To minimise data breach, Facebook has added a new login option with ‘security keys’ that requires a user to enter a special security code from their phone in addition to the password when they login from a new browser.
According to a Facebook blog post, though most people get security code for login approvals from a text message (SMS) or by Facebook app to generate the code directly on their phones, SMS is not always reliable and having a phone back-up may not work well for them.
“You can register a physical security key to your account so that the next time you log in after enabling login approvals, you will simply tap a small hardware device that goes in the USB drive of your computer,” said Brad Hill, security engineer at Facebook.
Security keys can be purchased through companies like Yubico, a key manufacturing firm, and the keys support the open Universal 2nd Factor (U2F) — an authentication technology initially developed by Google — standard hosted by the ‘Fast IDentity Online’ (FIDO) Alliance.
FIDO Alliance is a group of big corporations that collaborate on ways to make sign-ins safer and easier online.

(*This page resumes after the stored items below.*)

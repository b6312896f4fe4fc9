//! TRE handler and field behavior tests.

use nitf_io::{
    Field, FieldError, FieldKind, IoHandle, Reader, TreRegistry,
};

use super::test_utils::minimal_image_with_tre;

// =============================================================================
// Handler Loading and Typed Parsing
// =============================================================================

/// A descriptor for a small looped TRE.
const BANDLET_DESCRIPTOR: &str = r#"{
  "tag": "BNDLET",
  "fields": [
    { "field": { "name": "SENSOR", "kind": "A", "len": 6 } },
    { "field": { "name": "NBANDS", "kind": "N", "len": 2 } },
    { "loop": { "count": "NBANDS", "fields": [
      { "field": { "name": "GAIN", "kind": "N", "len": 4 } }
    ] } }
  ]
}"#;

#[test]
fn test_load_dir_and_construct() {
    let dir = tempfile::tempdir().unwrap();
    std::fs::write(dir.path().join("bndlet.json"), BANDLET_DESCRIPTOR).unwrap();

    let mut registry = TreRegistry::new();
    assert_eq!(registry.load_dir(dir.path()).unwrap(), 1);
    assert!(registry.can_handle("BNDLET"));

    let mut tre = registry.construct("BNDLET", None).unwrap();
    tre.set_string("SENSOR", "EO-SIM").unwrap();
    tre.set_uint("NBANDS", 2).unwrap();
    tre.set_uint("GAIN[0]", 120).unwrap();
    tre.set_uint("GAIN[1]", 340).unwrap();

    let bytes = tre.serialize().unwrap();
    assert_eq!(&bytes[..6], b"BNDLET");
    assert_eq!(&bytes[6..11], b"00016");
    assert_eq!(&bytes[11..], b"EO-SIM0201200340");
}

#[test]
fn test_typed_parse_from_file() {
    // The file carries BNDLET; parsing with a loaded registry decodes it
    let bytes = minimal_image_with_tre("BNDLET", b"EO-SIM0201200340");

    let dir = tempfile::tempdir().unwrap();
    std::fs::write(dir.path().join("bndlet.json"), BANDLET_DESCRIPTOR).unwrap();
    let mut registry = TreRegistry::new();
    registry.load_dir(dir.path()).unwrap();

    let mut reader = Reader::new(IoHandle::from_vec(bytes));
    reader.read_with_registry(&registry).unwrap();
    let record = reader.record().unwrap();

    let tres = record.images()[0].subheader.extended.by_tag("BNDLET");
    assert_eq!(tres.len(), 1);
    let tre = tres[0];
    assert!(!tre.is_raw());
    assert_eq!(tre.get("SENSOR").unwrap().as_str(), "EO-SIM");
    assert_eq!(tre.get("NBANDS").unwrap().as_u64().unwrap(), 2);
    assert_eq!(tre.get("GAIN[1]").unwrap().as_u64().unwrap(), 340);

    // Iteration yields (name, field) pairs in serialization order
    let names: Vec<&str> = tre.iter().map(|(name, _)| name).collect();
    assert_eq!(names, vec!["SENSOR", "NBANDS", "GAIN[0]", "GAIN[1]"]);
}

#[test]
fn test_same_file_without_handler_is_raw() {
    let bytes = minimal_image_with_tre("BNDLET", b"EO-SIM0201200340");
    let registry = TreRegistry::new();

    let mut reader = Reader::new(IoHandle::from_vec(bytes));
    reader.read_with_registry(&registry).unwrap();
    let record = reader.record().unwrap();

    let tres = record.images()[0].subheader.extended.by_tag("BNDLET");
    assert!(tres[0].is_raw());
    // The raw payload still re-serializes verbatim
    let serialized = tres[0].serialize().unwrap();
    assert_eq!(&serialized[11..], b"EO-SIM0201200340");
}

// =============================================================================
// Field Contract
// =============================================================================

#[test]
fn test_field_overflow_reports_declared_length() {
    let mut field = Field::new(FieldKind::BcsA, 5);
    field.set_string("OKAY").unwrap();

    let err = field.set_string("too-long-value").unwrap_err();
    match err {
        FieldError::Overflow { actual, declared } => {
            assert_eq!(actual, 14);
            assert_eq!(declared, 5);
        }
        other => panic!("unexpected error: {other:?}"),
    }
    assert!(err.to_string().contains('5'));
    // Contents unchanged
    assert_eq!(field.as_str(), "OKAY");
}

#[test]
fn test_field_serialized_length_is_constant() {
    let mut field = Field::new(FieldKind::BcsN, 6);
    for value in [0u64, 9, 99_999, 999_999] {
        field.set_uint(value).unwrap();
        assert_eq!(field.bytes().len(), 6);
    }
}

According to a report in Fortune, “a security key ensures that only the person in possession of it (and password) can access accounts so protected,” the report noted.
Users can set up a security key to protect their account by buying one online at an e-commerce shop and then go to the Facebook ‘settings’.
Click on ‘security’, where they can see an option for ‘security keys’.
Simply select ‘add key’ and the account is secured. To add a security key from computer, users need to use the latest versions of Chrome or Opera browser.
However, security keys have their own limitations currently.
It requires users to plug the device into a laptop or desktop through a USB port and sign on from a Chrome or Opera web browser.